## Input data:

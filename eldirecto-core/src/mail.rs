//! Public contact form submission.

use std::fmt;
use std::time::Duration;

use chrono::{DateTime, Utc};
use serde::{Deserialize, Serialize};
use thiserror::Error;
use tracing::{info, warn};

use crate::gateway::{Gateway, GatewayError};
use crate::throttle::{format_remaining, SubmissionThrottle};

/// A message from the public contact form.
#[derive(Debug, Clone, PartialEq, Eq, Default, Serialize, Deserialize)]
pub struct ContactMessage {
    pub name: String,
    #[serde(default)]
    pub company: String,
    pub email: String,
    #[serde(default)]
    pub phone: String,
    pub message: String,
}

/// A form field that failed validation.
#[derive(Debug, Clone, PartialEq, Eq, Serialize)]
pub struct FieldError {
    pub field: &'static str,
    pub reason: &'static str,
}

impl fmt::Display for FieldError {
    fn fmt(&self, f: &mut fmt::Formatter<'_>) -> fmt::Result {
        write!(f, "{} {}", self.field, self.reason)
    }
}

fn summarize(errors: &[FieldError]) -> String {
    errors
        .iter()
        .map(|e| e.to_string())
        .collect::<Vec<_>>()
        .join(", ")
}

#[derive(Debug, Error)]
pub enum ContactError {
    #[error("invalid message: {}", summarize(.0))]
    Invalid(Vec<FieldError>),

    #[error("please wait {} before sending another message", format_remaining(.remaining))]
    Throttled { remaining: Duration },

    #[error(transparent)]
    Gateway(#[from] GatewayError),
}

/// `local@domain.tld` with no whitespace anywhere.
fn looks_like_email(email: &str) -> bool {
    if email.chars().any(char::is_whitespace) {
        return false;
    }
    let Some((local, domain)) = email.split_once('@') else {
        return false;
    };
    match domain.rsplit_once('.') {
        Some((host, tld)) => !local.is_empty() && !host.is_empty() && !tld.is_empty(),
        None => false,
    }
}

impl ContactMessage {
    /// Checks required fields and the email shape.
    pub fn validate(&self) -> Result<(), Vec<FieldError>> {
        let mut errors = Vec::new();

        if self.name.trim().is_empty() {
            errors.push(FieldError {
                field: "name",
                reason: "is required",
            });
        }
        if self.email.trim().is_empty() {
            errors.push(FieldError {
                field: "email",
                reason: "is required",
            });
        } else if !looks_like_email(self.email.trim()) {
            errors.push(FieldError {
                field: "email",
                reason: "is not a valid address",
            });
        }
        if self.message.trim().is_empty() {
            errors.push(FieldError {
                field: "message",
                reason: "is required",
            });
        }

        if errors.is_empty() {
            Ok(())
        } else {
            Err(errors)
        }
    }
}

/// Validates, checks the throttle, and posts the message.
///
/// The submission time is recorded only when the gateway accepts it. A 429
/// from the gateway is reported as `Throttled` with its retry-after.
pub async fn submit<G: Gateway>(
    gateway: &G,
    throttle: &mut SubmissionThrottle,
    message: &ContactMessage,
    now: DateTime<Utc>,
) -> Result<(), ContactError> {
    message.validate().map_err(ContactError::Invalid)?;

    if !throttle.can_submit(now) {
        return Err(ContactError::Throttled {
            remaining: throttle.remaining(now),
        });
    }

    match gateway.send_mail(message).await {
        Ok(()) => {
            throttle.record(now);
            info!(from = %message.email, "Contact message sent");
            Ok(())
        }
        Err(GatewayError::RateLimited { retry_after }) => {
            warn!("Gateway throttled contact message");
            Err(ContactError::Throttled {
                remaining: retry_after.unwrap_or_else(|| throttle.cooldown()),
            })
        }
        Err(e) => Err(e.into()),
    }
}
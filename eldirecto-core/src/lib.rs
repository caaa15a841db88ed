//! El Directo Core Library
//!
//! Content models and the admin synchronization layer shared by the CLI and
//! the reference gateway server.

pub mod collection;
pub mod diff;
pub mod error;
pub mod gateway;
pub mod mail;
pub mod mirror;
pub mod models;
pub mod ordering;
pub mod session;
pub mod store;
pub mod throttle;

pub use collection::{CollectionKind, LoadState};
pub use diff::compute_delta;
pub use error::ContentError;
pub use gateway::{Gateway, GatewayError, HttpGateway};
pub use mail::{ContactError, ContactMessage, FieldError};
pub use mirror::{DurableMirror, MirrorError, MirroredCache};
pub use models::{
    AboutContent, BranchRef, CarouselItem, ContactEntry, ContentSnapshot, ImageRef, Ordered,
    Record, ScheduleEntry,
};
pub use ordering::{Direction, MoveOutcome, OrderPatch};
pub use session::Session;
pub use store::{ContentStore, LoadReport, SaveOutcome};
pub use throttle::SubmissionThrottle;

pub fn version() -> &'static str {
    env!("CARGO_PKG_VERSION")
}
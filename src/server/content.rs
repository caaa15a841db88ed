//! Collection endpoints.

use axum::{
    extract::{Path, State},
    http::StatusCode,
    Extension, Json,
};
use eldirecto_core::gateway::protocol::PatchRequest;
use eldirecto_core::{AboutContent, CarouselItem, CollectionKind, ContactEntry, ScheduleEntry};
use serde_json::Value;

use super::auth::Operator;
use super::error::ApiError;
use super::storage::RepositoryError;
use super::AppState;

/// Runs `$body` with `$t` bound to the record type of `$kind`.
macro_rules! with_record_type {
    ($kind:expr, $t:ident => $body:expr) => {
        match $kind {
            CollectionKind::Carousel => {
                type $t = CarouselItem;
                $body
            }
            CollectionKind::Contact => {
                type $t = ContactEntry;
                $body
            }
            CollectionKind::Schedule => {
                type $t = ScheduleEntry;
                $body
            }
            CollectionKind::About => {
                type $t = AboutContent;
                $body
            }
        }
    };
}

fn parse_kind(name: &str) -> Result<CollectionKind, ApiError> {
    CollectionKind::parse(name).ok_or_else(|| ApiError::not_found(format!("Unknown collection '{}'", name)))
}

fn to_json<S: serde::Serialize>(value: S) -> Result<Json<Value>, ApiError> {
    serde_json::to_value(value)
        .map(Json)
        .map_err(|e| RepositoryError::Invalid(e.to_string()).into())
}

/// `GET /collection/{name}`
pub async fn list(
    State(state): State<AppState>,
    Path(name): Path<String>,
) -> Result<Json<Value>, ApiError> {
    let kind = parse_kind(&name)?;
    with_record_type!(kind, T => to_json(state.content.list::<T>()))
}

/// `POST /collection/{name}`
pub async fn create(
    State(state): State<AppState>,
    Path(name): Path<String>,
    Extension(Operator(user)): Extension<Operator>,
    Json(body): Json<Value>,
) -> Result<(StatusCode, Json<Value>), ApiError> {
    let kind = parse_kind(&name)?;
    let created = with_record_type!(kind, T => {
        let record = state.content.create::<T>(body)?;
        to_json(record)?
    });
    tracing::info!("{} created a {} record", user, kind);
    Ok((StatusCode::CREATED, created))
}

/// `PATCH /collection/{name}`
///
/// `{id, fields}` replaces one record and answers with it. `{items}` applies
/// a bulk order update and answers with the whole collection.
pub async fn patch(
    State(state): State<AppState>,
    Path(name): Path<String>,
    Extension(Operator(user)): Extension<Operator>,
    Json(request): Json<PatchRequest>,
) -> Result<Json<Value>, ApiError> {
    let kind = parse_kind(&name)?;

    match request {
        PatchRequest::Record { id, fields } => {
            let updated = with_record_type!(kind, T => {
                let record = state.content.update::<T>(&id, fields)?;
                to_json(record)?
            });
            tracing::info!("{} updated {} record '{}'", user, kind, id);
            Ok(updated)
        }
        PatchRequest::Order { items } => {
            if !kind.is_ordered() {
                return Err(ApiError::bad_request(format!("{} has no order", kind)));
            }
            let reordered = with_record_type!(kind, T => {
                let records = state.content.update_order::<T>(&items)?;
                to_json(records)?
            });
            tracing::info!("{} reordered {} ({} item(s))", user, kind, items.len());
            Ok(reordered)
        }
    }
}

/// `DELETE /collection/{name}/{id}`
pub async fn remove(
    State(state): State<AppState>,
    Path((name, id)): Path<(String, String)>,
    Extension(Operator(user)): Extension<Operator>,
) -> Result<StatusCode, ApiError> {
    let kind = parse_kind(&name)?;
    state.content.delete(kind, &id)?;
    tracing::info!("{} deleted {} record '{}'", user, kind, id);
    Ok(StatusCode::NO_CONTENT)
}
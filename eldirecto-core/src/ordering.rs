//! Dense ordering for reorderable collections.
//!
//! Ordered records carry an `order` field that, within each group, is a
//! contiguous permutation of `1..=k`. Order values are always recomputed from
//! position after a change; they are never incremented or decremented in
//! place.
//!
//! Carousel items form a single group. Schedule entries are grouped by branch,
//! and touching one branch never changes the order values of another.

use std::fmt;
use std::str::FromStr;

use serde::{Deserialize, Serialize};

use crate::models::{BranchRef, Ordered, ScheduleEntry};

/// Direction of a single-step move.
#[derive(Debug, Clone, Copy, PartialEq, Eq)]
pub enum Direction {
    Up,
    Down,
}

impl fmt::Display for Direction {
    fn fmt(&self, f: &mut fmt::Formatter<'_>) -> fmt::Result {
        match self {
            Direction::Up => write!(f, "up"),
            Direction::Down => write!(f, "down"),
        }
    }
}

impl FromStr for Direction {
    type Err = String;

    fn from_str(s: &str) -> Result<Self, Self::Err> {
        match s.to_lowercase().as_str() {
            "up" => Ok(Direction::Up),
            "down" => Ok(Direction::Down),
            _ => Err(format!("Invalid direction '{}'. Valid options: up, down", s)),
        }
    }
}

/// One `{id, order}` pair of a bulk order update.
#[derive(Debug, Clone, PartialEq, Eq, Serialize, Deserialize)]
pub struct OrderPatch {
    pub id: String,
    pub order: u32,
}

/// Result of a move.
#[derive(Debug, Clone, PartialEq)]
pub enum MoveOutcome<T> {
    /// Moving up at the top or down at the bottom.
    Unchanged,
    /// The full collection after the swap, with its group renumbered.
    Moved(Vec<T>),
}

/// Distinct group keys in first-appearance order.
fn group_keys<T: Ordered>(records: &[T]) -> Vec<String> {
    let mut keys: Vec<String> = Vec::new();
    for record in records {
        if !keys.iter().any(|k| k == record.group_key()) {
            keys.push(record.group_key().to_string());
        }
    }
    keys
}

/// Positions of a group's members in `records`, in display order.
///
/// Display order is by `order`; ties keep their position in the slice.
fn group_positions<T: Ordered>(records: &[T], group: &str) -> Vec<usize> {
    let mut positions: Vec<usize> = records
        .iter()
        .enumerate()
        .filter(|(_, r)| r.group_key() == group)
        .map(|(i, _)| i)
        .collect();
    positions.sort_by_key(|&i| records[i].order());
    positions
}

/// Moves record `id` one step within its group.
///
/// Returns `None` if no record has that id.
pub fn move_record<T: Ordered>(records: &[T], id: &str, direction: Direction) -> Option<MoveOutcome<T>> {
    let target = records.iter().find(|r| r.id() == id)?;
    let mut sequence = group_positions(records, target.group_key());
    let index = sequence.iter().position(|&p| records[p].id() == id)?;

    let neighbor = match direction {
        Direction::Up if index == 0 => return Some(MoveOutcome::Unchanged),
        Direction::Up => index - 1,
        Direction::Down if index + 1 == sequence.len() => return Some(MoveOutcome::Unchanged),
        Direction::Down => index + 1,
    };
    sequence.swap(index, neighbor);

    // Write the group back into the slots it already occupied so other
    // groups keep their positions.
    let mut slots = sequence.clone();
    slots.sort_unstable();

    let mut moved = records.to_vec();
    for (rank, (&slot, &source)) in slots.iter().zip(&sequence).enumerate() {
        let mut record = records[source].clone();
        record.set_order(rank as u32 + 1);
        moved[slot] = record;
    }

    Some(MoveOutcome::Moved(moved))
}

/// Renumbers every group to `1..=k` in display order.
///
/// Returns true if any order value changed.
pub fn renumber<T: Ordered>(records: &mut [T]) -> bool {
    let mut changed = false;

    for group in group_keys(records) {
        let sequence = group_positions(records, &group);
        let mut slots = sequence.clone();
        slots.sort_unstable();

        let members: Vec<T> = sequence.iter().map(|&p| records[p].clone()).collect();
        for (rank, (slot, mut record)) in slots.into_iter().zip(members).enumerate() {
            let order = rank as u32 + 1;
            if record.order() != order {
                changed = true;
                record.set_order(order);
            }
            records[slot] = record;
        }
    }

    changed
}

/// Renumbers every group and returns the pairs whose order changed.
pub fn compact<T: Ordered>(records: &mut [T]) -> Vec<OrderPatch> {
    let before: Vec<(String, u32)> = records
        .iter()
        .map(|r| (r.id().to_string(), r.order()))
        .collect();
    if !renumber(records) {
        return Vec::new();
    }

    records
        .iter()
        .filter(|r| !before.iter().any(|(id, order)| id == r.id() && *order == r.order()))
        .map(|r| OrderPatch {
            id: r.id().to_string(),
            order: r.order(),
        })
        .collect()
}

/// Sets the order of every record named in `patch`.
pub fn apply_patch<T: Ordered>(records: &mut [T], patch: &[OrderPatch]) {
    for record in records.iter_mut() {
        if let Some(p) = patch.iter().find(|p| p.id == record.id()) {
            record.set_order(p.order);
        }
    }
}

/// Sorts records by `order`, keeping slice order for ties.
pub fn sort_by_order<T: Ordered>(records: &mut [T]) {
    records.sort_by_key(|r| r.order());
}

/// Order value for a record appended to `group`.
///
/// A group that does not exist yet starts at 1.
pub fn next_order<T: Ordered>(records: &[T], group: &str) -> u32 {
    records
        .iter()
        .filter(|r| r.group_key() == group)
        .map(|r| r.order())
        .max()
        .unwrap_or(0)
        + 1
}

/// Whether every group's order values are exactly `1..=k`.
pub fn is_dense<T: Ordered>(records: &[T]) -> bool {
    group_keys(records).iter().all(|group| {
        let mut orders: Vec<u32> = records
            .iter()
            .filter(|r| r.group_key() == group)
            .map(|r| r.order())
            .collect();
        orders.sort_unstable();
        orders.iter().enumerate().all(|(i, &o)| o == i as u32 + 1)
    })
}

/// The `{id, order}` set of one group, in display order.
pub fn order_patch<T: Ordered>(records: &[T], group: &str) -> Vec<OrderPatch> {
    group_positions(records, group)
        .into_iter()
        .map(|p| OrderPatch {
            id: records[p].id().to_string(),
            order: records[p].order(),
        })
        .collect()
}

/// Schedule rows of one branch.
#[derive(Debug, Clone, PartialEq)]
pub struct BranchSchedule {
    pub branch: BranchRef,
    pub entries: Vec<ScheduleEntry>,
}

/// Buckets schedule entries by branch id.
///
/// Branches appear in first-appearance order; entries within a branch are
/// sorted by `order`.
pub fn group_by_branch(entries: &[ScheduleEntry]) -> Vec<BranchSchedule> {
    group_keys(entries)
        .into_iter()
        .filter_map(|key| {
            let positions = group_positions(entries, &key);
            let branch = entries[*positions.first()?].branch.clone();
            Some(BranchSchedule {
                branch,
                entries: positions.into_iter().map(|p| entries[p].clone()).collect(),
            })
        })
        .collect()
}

## What the task asks:
All lines above that include the word "Some" must be copied into the answer.

## Your response:
    let Some((local, domain)) = email.split_once('@') else {
        Some((host, tld)) => !local.is_empty() && !host.is_empty() && !tld.is_empty(),
        Direction::Up if index == 0 => return Some(MoveOutcome::Unchanged),
        Direction::Down if index + 1 == sequence.len() => return Some(MoveOutcome::Unchanged),
    Some(MoveOutcome::Moved(moved))
        if let Some(p) = patch.iter().find(|p| p.id == record.id()) {
            Some(BranchSchedule {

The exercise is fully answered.